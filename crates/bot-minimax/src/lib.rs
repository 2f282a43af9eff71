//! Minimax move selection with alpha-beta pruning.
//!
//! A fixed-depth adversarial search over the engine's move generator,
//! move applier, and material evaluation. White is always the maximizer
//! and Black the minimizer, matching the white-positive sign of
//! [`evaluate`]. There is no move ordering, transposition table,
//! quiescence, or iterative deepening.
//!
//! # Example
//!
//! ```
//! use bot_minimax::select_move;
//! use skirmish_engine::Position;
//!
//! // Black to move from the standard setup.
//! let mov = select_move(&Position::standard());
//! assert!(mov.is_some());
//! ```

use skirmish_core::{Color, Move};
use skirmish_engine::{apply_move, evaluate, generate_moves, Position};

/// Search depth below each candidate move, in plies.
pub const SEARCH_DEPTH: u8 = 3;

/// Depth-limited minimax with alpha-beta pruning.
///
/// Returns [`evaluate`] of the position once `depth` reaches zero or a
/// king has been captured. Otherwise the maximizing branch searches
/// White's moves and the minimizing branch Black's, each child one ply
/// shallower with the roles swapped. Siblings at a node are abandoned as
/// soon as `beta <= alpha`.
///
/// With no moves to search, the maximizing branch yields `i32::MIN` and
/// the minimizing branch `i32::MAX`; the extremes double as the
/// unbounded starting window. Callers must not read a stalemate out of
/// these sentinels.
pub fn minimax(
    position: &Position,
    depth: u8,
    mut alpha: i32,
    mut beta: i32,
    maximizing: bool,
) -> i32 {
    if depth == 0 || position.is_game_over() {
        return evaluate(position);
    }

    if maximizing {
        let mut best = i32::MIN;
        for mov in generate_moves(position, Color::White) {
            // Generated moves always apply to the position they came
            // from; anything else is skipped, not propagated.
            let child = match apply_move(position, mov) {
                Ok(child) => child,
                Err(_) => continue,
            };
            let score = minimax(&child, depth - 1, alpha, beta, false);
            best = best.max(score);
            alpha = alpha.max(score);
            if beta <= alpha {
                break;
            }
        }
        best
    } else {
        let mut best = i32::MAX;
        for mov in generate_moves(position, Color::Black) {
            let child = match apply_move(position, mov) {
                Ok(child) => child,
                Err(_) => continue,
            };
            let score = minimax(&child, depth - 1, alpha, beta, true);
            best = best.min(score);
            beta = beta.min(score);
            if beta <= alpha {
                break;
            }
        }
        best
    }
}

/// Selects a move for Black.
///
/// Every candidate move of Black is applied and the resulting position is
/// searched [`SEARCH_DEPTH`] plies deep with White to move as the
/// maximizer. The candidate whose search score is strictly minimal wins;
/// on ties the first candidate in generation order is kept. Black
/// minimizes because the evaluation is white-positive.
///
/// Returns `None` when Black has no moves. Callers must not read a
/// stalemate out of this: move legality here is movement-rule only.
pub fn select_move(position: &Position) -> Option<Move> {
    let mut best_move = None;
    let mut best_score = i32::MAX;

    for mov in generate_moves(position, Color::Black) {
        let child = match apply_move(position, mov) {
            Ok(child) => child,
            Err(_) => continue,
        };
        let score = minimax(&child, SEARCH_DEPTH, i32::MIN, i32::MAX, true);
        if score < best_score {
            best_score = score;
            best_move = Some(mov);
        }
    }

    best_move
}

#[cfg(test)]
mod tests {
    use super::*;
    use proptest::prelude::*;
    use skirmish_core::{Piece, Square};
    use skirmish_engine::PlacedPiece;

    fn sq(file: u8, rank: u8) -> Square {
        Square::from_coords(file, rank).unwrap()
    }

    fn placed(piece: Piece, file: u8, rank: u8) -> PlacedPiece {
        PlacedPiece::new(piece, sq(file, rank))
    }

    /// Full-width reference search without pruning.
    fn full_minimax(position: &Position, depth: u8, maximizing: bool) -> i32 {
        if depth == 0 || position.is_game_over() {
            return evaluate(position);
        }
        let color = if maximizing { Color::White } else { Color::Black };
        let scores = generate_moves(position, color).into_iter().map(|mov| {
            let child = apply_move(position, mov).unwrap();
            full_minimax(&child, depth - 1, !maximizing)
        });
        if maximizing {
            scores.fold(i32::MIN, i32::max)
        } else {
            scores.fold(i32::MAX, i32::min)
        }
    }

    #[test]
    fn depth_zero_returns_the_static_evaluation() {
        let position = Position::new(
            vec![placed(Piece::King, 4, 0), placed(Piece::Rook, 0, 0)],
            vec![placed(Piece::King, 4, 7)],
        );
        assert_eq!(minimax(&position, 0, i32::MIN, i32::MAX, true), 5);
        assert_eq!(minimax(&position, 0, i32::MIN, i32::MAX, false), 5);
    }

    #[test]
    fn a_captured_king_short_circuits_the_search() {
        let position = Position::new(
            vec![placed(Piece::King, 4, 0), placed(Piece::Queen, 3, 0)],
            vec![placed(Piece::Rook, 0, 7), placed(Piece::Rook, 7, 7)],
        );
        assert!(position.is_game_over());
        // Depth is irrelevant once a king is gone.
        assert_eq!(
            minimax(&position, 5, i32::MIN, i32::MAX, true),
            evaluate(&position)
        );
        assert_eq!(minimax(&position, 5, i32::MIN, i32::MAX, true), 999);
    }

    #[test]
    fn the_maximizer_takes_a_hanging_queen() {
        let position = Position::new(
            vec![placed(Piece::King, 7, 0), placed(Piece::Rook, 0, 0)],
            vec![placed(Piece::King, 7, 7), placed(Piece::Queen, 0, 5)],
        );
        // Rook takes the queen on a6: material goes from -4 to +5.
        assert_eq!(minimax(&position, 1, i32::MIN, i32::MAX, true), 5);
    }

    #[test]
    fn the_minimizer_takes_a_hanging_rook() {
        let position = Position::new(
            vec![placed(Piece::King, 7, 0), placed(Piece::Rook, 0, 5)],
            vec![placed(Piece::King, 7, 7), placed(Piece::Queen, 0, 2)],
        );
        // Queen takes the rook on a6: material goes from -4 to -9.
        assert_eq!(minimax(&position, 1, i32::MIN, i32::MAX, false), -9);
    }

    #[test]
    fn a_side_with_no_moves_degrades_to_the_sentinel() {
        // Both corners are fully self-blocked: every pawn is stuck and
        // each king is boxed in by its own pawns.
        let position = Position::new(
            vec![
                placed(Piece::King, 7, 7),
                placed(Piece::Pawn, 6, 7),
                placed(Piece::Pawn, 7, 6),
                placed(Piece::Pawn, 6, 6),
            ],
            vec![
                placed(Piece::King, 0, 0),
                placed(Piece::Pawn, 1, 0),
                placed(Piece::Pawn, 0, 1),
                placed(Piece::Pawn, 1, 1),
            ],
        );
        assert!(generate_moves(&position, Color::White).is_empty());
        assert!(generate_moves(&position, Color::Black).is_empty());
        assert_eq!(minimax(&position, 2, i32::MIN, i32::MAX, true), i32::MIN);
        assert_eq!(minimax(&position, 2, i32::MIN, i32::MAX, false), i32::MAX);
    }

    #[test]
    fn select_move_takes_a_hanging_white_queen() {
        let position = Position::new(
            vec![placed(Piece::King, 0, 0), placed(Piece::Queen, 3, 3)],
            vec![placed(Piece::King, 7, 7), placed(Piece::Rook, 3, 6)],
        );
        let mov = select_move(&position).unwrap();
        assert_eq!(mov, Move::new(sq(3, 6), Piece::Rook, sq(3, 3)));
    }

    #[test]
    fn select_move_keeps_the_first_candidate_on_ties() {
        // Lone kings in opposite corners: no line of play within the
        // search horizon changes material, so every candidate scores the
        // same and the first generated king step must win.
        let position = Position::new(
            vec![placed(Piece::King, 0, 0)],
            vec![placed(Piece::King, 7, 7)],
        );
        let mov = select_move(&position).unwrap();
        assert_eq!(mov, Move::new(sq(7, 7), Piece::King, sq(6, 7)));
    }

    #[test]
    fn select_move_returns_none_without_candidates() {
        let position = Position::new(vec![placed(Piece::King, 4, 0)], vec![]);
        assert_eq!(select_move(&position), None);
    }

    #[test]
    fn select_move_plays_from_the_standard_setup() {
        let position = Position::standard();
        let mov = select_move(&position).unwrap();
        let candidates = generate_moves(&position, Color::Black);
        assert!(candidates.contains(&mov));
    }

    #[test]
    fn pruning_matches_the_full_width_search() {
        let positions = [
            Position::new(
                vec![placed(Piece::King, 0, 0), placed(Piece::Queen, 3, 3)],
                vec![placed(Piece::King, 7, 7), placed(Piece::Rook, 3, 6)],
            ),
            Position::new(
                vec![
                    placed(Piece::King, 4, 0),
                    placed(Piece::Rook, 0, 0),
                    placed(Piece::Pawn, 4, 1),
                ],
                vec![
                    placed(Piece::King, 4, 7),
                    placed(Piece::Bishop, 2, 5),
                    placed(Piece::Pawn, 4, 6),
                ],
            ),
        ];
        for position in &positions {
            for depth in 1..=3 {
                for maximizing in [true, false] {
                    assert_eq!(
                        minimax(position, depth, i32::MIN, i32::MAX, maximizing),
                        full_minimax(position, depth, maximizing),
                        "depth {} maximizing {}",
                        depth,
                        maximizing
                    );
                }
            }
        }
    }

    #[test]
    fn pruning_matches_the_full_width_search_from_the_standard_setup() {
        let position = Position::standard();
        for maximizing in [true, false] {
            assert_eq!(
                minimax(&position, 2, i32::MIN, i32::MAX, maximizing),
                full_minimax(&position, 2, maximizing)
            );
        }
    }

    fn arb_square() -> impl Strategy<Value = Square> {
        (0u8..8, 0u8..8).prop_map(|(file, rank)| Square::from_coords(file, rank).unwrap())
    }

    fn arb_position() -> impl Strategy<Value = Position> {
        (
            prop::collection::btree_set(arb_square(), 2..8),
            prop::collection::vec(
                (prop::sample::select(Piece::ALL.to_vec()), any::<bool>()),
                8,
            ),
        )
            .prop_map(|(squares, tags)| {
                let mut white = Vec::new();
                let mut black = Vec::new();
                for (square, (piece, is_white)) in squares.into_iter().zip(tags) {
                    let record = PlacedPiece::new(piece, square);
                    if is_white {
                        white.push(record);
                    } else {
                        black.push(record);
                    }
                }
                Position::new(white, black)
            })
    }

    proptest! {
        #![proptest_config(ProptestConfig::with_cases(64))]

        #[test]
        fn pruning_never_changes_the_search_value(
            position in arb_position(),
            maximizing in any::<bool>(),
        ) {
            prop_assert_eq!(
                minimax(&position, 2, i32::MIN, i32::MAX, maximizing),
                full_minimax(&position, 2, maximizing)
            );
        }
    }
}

━━━━━━━━━━━━━━━━

WHAT YOU SHOULD DO: How many lines above contain the word "record"? Reply with only the number.

RESPONSE TO THE TASK: 3